School bus routes change

Posted: Sunday, August 01, 2004

 

Columbia County transportation shop forman Jay Dunham (left) mechanic Louis Frank check the fluid levels on one of the buses.

Photo by Jim Blaylock

Columbia County students catching the bus to school may see a new driver behind the wheel.

More than 30 percent of the county's 187 bus drivers will navigate new routes and haul different students when school starts back on August 3.

"A significant number of drivers have been re-assigned to establish better efficiencies in the county system," Columbia County Schools Director of Transportation Jim Sharpe said. "In other words, (we're) putting the drivers in locations where the buses will be parked."

Some drivers take their buses home, some leave them at the school system's bus depot on Columbia Road, and others park them overnight at elementary schools, Sharpe said.

Many factors determined the route that bus drivers were assigned to, including where drivers keep the buses, Sharpe said.

"The proximity of that bus location at the end of the day's event would drive what schools those buses would support," he said.

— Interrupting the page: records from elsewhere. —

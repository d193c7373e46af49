//! Parley Core - Anonymous Pairing Chat
//!
//! This crate pairs anonymous duplex connections into private two-party chat
//! sessions. It is transport agnostic: anything that can read, write and
//! close bytes can be offered. If nobody shows up in time, the connection is
//! paired with a bot that talks back using an order-N Markov chain trained on
//! everything people have said through the service.
//!
//! # Architecture
//!
//! ```text
//! ┌──────────────────────────────────────────────────────────────────┐
//! │                 Transport (daemon: TCP / Unix / WS)               │
//! └────────────────────────────────┬─────────────────────────────────┘
//!                                  │ Connection
//! ┌────────────────────────────────┼─────────────────────────────────┐
//! │                          PARLEY CORE                              │
//! │                    ┌───────────┴───────────┐                      │
//! │                    │      Matchmaker       │── timeout ──► Bot    │
//! │                    └───────────┬───────────┘               │      │
//! │                                │ (a, b)                    │      │
//! │                    ┌───────────┴───────────┐               │      │
//! │                    │         Relay         │◄──────────────┘      │
//! │                    └───────────┬───────────┘                      │
//! │                     human text │ TeeReader        generate        │
//! │                    ┌───────────┴───────────┐◄──────── Bot         │
//! │                    │     LanguageModel     │                      │
//! │                    └───────────────────────┘                      │
//! └──────────────────────────────────────────────────────────────────┘
//! ```
//!
//! # Key Types
//!
//! - [`Matchmaker`]: The single entry point; `offer` each accepted connection
//! - [`Connection`]: Duplex byte stream with exactly-once close
//! - [`Relay`]: Runs one session between two connections
//! - [`Bot`]: Synthetic partner answering from the language model
//! - [`LanguageModel`]: Shared, synchronized Markov chain
//! - [`ParleyConfig`]: Tunables loaded from TOML, environment and CLI
//!
//! # Quick Start
//!
//! ```ignore
//! use parley_core::{Connection, Matchmaker, Origin, ParleyConfig};
//!
//! #[tokio::main]
//! async fn main() {
//!     let config = ParleyConfig::default();
//!     let matchmaker = Matchmaker::new(&config);
//!
//!     let listener = tokio::net::TcpListener::bind("127.0.0.1:4001").await.unwrap();
//!     loop {
//!         let (stream, _) = listener.accept().await.unwrap();
//!         let conn = Connection::new(stream, Origin::human("tcp"));
//!         let matchmaker = matchmaker.clone();
//!         tokio::spawn(async move { matchmaker.offer(conn).await });
//!     }
//! }
//! ```

#![deny(missing_docs)]
#![deny(clippy::all)]
#![warn(clippy::pedantic)]
#![allow(clippy::module_name_repetitions)]
#![allow(clippy::must_use_candidate)]
#![allow(clippy::missing_errors_doc)]
#![allow(clippy::cast_possible_truncation)]
#![allow(clippy::new_without_default)]

pub mod bot;
pub mod config;
pub mod connection;
pub mod markov;
pub mod matchmaker;
pub mod relay;
pub mod tee;

// Re-exports for convenience
pub use bot::Bot;
pub use config::{
    load_config, load_config_from_path, BotConfig, ConfigError, ConfigOverrides, ConfigSource,
    MatchmakerConfig, ModelConfig, ParleyConfig, RelayConfig, TransportConfig,
};
pub use connection::{ChatStream, Connection, ConnectionId, Origin};
pub use markov::{Ingestor, LanguageModel, MarkovChain, ModelStats, Prefix, StartPolicy};
pub use matchmaker::{MatchOutcome, Matchmaker, MatchmakerStats};
pub use relay::{Direction, Relay, SessionError, SessionId, SessionSummary};
pub use tee::{TeeReader, TextSink};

Familiarizing bus drivers with certain neighborhoods also was considered.

"If children live in a particular neighborhood, would it not be better to have the same driver pick up all three levels of schooling in that same neighborhood, based on where that bus was parked?" Sharpe asked.

Some parents said no.

A group of parents from the Windmill Plantation subdivision confronted Schools Superintendent Tommy Price about the route changes following a millage rate rollback hearing last week at Greenbrier High School.

The parents asked Price to return a re-assigned bus driver, Cheryl Tate, who delivered their children to and from school last year.

"We have a relationship with our bus driver," parent Michele Singletary said. "We don't care about air-conditioning. We care about the safety of our kids."

The school system recently retrofitted several busses with air-conditioning. Those busses were distributed evenly throughout the county and made little difference in the route changes, Sharpe said.

Price agreed with Sharpe about making the system more efficient.

"We had a driver coming from Harlem everyday to take students to Riverside (Elementary and Middle schools in Evans)," Price told the parents. "We had to find a better way."

Price, however, promised to investigate parents' concerns at last week's roll back hearing.

Sharpe said parents have called his office inquiring about the changes, but he would not qualify the calls as complaints.

"I would never consider a phone call from a parent a complaint," he said. "I have received phone calls from parents asking who the driver was and any changes associated with that."